# Okechobee/ Freshwater Glades Trip



## Zika (Aug 6, 2015)

Just at an hour from Clewiston to Everglades Holiday Park along 27. Good access into the glades canals for your targeted species. Another option just a little further would be several ramps along I-75 West/Alligator Alley. 

Believe @DBStoots has started fishing around there and I know Capt. LeMay is doing some trips. Do a search on here for some more local intel.


----------



## Boneheaded (Oct 4, 2017)

Fishing fresh water glades is influenced by water levels, depending on how much rain/how much water they are pumping thru fishing can be great or terrible. Most years by march or April water is getting to its lowest point if the year and all the SC Al and GA registered boats are down here noodle sticking for cichlids and bream against the canal banks..Long story short, if water is low fishing is STUPID in the canals,you’ll have trouble not hooking something (cocks,bass,cichlids,bream,mud fish,gar) every cast…if water is high your drifting over the marsh like your sea trout fishing beating the sawgrass with a weightless worm (look up airboat flag regs, needed to enter marsh) , or sometimes if it gets cold with high water the bass will stack up in water moving south around bridges. Water is very high now and all that water up north will make its way down here sober than later. I expect water to stay high this winter, not to mention its been a wet November down here, but by February it’ll be in the way down. I’m big on the zoom super flukes jr, fish here like flies too 6wt all you need


----------



## Boneheaded (Oct 4, 2017)

Glades fishing around us27


----------



## Miragein (Aug 21, 2015)

In Palm Beach County, which is a little closer/ further north of Broward is Lake Ida. Peacocks, Knifefish, Sunshine and Largemouth in those lakes. Can be a pain on weekends with jet skiers. Capt Kevin Cannon specializes guiding around there…tight lines!


----------



## lemaymiami (Feb 9, 2007)

Here's a very up to date view of my local canals (west Broward county) and a bit of info on gear for fly anglers... All of you folks with spin or plug casting gear - the fish in the canals will eat nearly anything - but peacocks aren't like bass - don't bother using plastic worms and all the usual slow moving, bottom bumping gear if it's peacocks your'e targeting.. 

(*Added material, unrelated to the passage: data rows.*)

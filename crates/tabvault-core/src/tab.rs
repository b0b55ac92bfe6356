use serde::{Deserialize, Serialize};

use crate::ids::{GroupId, TabId, WindowId};

#[derive(Debug, Clone, PartialEq, Eq, Serialize, Deserialize)]
#[serde(rename_all = "camelCase")]
pub struct TabInfo {
    pub id: TabId,
    pub window_id: WindowId,
    #[serde(default, skip_serializing_if = "Option::is_none")]
    pub group_id: Option<GroupId>,
    #[serde(default)]
    pub url: String,
    #[serde(default)]
    pub title: String,
    #[serde(default)]
    pub pinned: bool,
}

impl TabInfo {
    pub fn new(id: TabId, window_id: WindowId, url: impl Into<String>) -> Self {
        Self {
            id,
            window_id,
            group_id: None,
            url: url.into(),
            title: String::new(),
            pinned: false,
        }
    }

    pub fn with_title(mut self, title: impl Into<String>) -> Self {
        self.title = title.into();
        self
    }

    pub fn with_group(mut self, group_id: GroupId) -> Self {
        self.group_id = Some(group_id);
        self
    }

    pub fn pinned(mut self) -> Self {
        self.pinned = true;
        self
    }

    pub fn real_group(&self) -> Option<GroupId> {
        GroupId::real(self.group_id)
    }
}

#[derive(Debug, Clone, PartialEq, Eq, Serialize, Deserialize)]
#[serde(rename_all = "camelCase")]
pub struct WindowInfo {
    pub id: WindowId,
    #[serde(default)]
    pub focused: bool,
}

#[derive(Debug, Clone, PartialEq, Eq, Serialize, Deserialize)]
#[serde(rename_all = "camelCase")]
pub struct TabGroupInfo {
    pub id: GroupId,
    #[serde(default, skip_serializing_if = "Option::is_none")]
    pub title: Option<String>,
    #[serde(default, skip_serializing_if = "Option::is_none")]
    pub color: Option<String>,
}

pub(crate) fn unpinned_count<'a>(tabs: impl IntoIterator<Item = &'a TabInfo>) -> usize {
    tabs.into_iter().filter(|tab| !tab.pinned).count()
}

A heads up for anyone heading down to the Ft. Lauderdale / Miami area... if you bring a fly rod (even something as small as a 5wt... ) all of our canals are in high water stage - and full of peacock bass... Nothing else is there but the peacocks are going strong - way out near sawgrass far to the west - or right behind a shopping center or apartment building... Great fun! They'll hit anything from a small popper all the way down to small clousers on 1/0 or smaller hooks... The only thing that will slow down the bite is some cold weather (and for us, cold is down in the low sixties at night.. I know, we're spoiled... ). Yes, you'll need a freshwater license - and no, you don't need a guide - but if you want one - call me... When it gets cold at night and stays that way for a while (next month.. and all winter long) the fish won't get active until after 10Am or a bit later as it warms up... 
We only get two seasons down here - a wet and a dry.. The dry season begins around Halloween (but this year with two wet hurricanes dumping huge amounts of freshwater on us our "dry season" will be a bit later on - understatement... The absolute best canal fishing will be towards the end of the dry season, March through May when all the sawgrass areas dry out and the fish on the flats are forced to retreat back into the canal system... That's when, along with the peacocks there will be lots of other exotics (oscars, cichlids of every kind) as well as a big push of largemouth bass - and all of them hungry... 

Here's a pic or two of the flies we use... as small as a #4 all the way up to 1/0 and a bit larger... 








peacock clouser size #4, natural wing








same pattern, synthetic wing








Speed Bugs in every color, size #1 - soft foam heads from Perfect Popper








Crystal Schminnow (my version) , size #4 all the way up to a 1/0, color of choice -note the wire weedguard...








Feather mullet (Seaducer variation) in smaller sizes, any color will do from #2 on up to 1/0, again note the wire weedguard.. 
Since I'm a saltwater tyer straying into freshwater areas, the hooks on all of the patterns shown are just Mustad 34007 stainless - freshwater bass hooks might be more appropriate - but we stick just about every bite on what I've shown - no problem.. No fancy leader system - just a relatively heavy butt section looped to a four or five foot piece of 20lb fluorocarbon leader - and every fly attached with an improved Homer Rhode loop knot....


----------